Russia undercuts Balkan republics with illicit funds

The Western Balkans are home to a stunning amount of illicit financial flow that is made possible by poor government, pervasive corruption, organized crime, and a booming shadow economy. Illegal capital is the Kremlin’s most effective sharp power tool.

The courageous resistance of Ukraine to Russia’s aggressive war has just jolted the geopolitical consciousness of the European Union. The European Commission swiftly opened up the possibility of membership to Ukraine, Moldova, and Georgia a year after the full-scale invasion.

Moreover, the three nations serve as the first line of defense against the Kremlin’s openly acknowledged ultimate objective, which is the abolition of the EU. Many, however, have doubts about whether all of the member states will remain committed to fulfilling this pledge.

The EU’s ability to complete the Western Balkans’ next round of enlargement by 2029 would be the true stress test.

Elites in the Western Balkans have long been fascinated by EU membership. Nonetheless, the prospect of a prosperous future for Europe frequently appears fanciful to many people in the continent.

Although the summit between the EU and the Western Balkans in December 2016 offered fresh hope, the protracted impasse continues, which causes dissatisfaction and paralysis. As a result, there is a void that malicious foreign actors, most notably Russia, have been deftly filling.

The region’s simmering ethnic divisions, state and media capture, and the legacy of Russian cognitive bias make it a prime target for Moscow’s ongoing hybrid war against the EU and the democratic West, with 51% of Serbs willing to vote against EU membership in a referendum and 40% still fond of Vladimir Putin despite his atrocities in Ukraine.

By building an opaque network of patronage throughout the continent to sway and drive decision-making in important markets and institutions, Russia has developed a pattern of negative economic impact throughout Europe.

Illegal capital, the Kremlin’s most effective sharp power instrument, moves astonishing amounts in and out of the WBs thanks to lax administration, widespread corruption, organized crime, and a thriving shadow economy.

On a global scale, illicit financial flows (IFFs) are thought to be worth between $1 and $1.5 trillion annually, while in the Balkans, they account for about 6% of GDP. This is twice as big as the global average in this area.

This jeopardizes the business climate, undermines the rule of law, and damages the efficiency of the criminal justice system. Illegal flows deplete public resources, scale back the range and caliber of public services, and erode trust in government institutions. Also, they build strong networks of influence that promote negative local or international objectives.

Stopping the flow of IFFs needs concerted action within the context of EU expansion and the Berlin Process, coherence within and between national and international normative frameworks, and recognition of IFFs as a global problem.

A new EU strategy for economic security is required, one that emphasizes the quick implementation of the European Anti-Money Laundering Authority as well as enhanced procedures for investment screening, asset forfeiture, and the enforcement of penalties.

The sooner such universal mechanisms for halting IFFs are able to span the Balkans, the EU, and the not-yet-EU through their larger capability, the better. This also holds true for similar law enforcement organizations like Europol, Frontex, the European Public Prosecutor’s Office, etc.

Although if not all cash that pass through IFFs come from underlying crimes, money that is made legally, somewhat legally, or clandestinely may nonetheless be transferred through shady channels and kept in foreign countries.

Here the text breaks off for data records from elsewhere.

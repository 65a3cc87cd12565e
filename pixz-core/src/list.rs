//! List mode (C... ): summarize an already-walked [`Index`] for `pixz -l`.
//!
//! `lzma_safe::stream::index::{StreamInfo, BlockInfo}` already carry every
//! field the teacher's own `xz-core/src/file_info.rs` re-wraps into local
//! types of the same shape; this module reuses them directly rather than
//! introducing an identical wrapper.

use lzma_safe::stream::index::{BlockInfo, Index, IndexEntry, StreamInfo};

/// Per-file totals a `pixz -l` row (or, across files, the final totals row)
/// reports.
#[derive(Debug, Clone, Copy, Default, PartialEq, Eq)]
pub struct ListSummary {
    /// Number of concatenated XZ streams in the file.
    pub stream_count: u64,
    /// Number of blocks across all streams.
    pub block_count: u64,
    /// Total compressed size, as recorded by the index.
    pub compressed: u64,
    /// Total uncompressed size, as recorded by the index.
    pub uncompressed: u64,
    /// Bitmask (`1 << check_id`) of every integrity check algorithm seen
    /// across the file's streams.
    pub checks_mask: u32,
}

/// Summarizes `index` into the totals a list row needs.
#[must_use]
pub fn summarize(index: &Index) -> ListSummary {
    ListSummary {
        stream_count: index.stream_count(),
        block_count: index.block_count(),
        compressed: index.file_size(),
        uncompressed: index.uncompressed_size(),
        checks_mask: index.checks(),
    }
}

/// Every stream record in `index`, in file order.
#[must_use]
pub fn streams(index: &Index) -> Vec<StreamInfo> {
    index
        .iter_streams()
        .filter_map(|entry| match entry {
            IndexEntry::Stream(s) => Some(s),
            IndexEntry::Block(_) => None,
        })
        .collect()
}

/// Every block record in `index`, in file order.
#[must_use]
pub fn blocks(index: &Index) -> Vec<BlockInfo> {
    index
        .iter_blocks()
        .filter_map(|entry| match entry {
            IndexEntry::Block(b) => Some(b),
            IndexEntry::Stream(_) => None,
        })
        .collect()
}

#[cfg(test)]
mod tests {
    use std::io::Cursor;

    use lzma_safe::encoder::options::{Compression, IntegrityCheck};
    use lzma_safe::{Action, Stream};

    use super::*;

    fn xz_stream(data: &[u8]) -> Vec<u8> {
        let mut encoder = Stream::default()
            .easy_encoder(Compression::Level1, IntegrityCheck::Crc32)
            .unwrap();
        let mut out = vec![0u8; data.len() + 4096];
        let (_, written) = encoder.process(data, &mut out, Action::Run).unwrap();
        let mut total = written;
        let (_, finish_written) = encoder
            .process(&[], &mut out[total..], Action::Finish)
            .unwrap();
        total += finish_written;
        out.truncate(total);
        out
    }

    #[test]
    fn summarize_reports_single_stream_single_block_totals() {
        let payload = b"list mode summary payload".repeat(8);
        let stream_bytes = xz_stream(&payload);
        let mut cursor = Cursor::new(stream_bytes.clone());
        let index = crate::index_walk::walk(&mut cursor).unwrap().unwrap();

        let summary = summarize(&index);
        assert_eq!(summary.stream_count, 1);
        assert_eq!(summary.block_count, 1);
        assert_eq!(summary.uncompressed, payload.len() as u64);
        assert_eq!(summary.compressed, stream_bytes.len() as u64);
        // CRC32 is bit 1 of the checks bitmask (check id 1).
        assert_eq!(summary.checks_mask, 1 << 1);
    }

    #[test]
    fn streams_and_blocks_report_two_concatenated_streams() {
        let mut combined = xz_stream(b"first");
        combined.extend(xz_stream(b"second value"));
        let mut cursor = Cursor::new(combined);
        let index = crate::index_walk::walk(&mut cursor).unwrap().unwrap();

        let stream_infos = streams(&index);
        assert_eq!(stream_infos.len(), 2);
        assert_eq!(stream_infos[0].number, 1);
        assert_eq!(stream_infos[1].number, 2);

        let block_infos = blocks(&index);
        assert_eq!(block_infos.len(), 2);
        assert_eq!(block_infos[0].number_in_file, 1);
        assert_eq!(block_infos[1].number_in_file, 2);
    }
}
//! High-level, safe Rust wrapper for liblzma's file info decoder.

use crate::stream::LzmaAllocator;
use crate::{Action, Error, Index, Result, Stream};

/// Safe wrapper around liblzma's file info decoder.
///
/// This decoder extracts index metadata from a complete XZ file by reading
/// Stream Headers, Stream Footers, Index blocks, and Stream Padding.
/// It can seek within the file to efficiently extract metadata without
/// decompressing the actual data.
pub struct FileInfoDecoder {
    /// The underlying stream
    stream: Option<Stream>,
    /// Boxed pointer to ensure stable address for liblzma to write to
    index_ptr_box: Box<*mut liblzma_sys::lzma_index>,
    /// The extracted index (available only after decoding completes)
    index: Option<Index>,
    /// Size of the input file (required by liblzma)
    file_size: u64,
    /// Allocator from the stream, kept for cleanup
    allocator: Option<LzmaAllocator>,
}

In order to prevent, detect, prosecute, and punish financial crimes, Balkan authorities must let money laundering to be looked into separately from other crimes and beneficial ownership transparency should be mandated.

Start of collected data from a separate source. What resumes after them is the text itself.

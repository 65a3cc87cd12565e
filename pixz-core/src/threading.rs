//! Utilities for configuring safe worker thread counts for the pipeline.

use crate::error::{Error, Result};

/// Worker thread configuration for the pipeline.
#[derive(Debug, Clone, Copy, PartialEq, Eq, Default)]
pub enum Threading {
    /// Automatically choose a worker count that keeps a safety margin for the
    /// rest of the system.
    #[default]
    Auto,
    /// Use an explicit number of worker threads.
    ///
    /// `0` is treated as `Auto`.
    Exact(u32),
}

/// Validates and converts a threading configuration to a concrete worker count.
///
/// # Errors
///
/// Returns [`Error::Usage`] if the requested count exceeds the safe maximum.
pub(crate) fn sanitize_threads(threads: Threading) -> Result<u32> {
    let maximum = get_safe_max_threads();
    match threads {
        Threading::Auto | Threading::Exact(0) => Ok(maximum),
        Threading::Exact(requested) if requested <= maximum => Ok(requested),
        Threading::Exact(requested) => Err(Error::Usage(format!(
            "requested {requested} threads exceeds safe limit of {maximum}"
        ))),
    }
}

/// Determines the maximum safe number of worker threads for this host.
fn get_safe_max_threads() -> u32 {
    let available = match std::thread::available_parallelism() {
        Ok(n) => n.get(),
        Err(_) => 1,
    };

    let system_reserve = match available {
        1 => 0,
        2..=4 => 1,
        5..=7 => 2,
        _ => 3,
    };

    let safe = available.saturating_sub(system_reserve).max(1);
    u32::try_from(safe).unwrap_or(u32::MAX)
}

#[cfg(test)]
mod tests {
    use super::*;

    #[test]
    fn auto_returns_safe_max() {
        let max = get_safe_max_threads();
        assert!(matches!(sanitize_threads(Threading::Auto), Ok(n) if n == max));
    }

    #[test]
    fn zero_means_auto() {
        let max = get_safe_max_threads();
        assert!(matches!(sanitize_threads(Threading::Exact(0)), Ok(n) if n == max));
    }

    #[test]
    fn exceeding_max_is_usage_error() {
        let max = get_safe_max_threads();
        assert!(matches!(
            sanitize_threads(Threading::Exact(max + 1)),
            Err(Error::Usage(_))
        ));
    }

    #[test]
    fn default_is_auto() {
        assert_eq!(Threading::default(), Threading::Auto);
    }
}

The stronger security vetting of investments made by external parties in SEE and European businesses or operations, as well as the enforcement of transparency standards for beneficial ownership, are crucial.

Given the lower than average levels of compliance with international norms on risks from virtual assets, more focus should be paid to the cryptocurrency industry, which includes prominent new ways to move money illicitly into and out of the region.

On a policy, technological, and administrative level, much has already been done and may still be done to protect the Balkans from foreign nefarious influence and deny Moscow more chances to undermine democratic Europe.

To lay out a clear timeframe for the upcoming round of admission, the leaders of the free world must first demonstrate political vision and resolve, as they did with the region’s past enlargements.

The Balkans’ peoples stand to win freedom, peace, and prosperity from Europe’s completion of its enlargement, provided that neither side is compromised by the white-noise-disinformation cloak.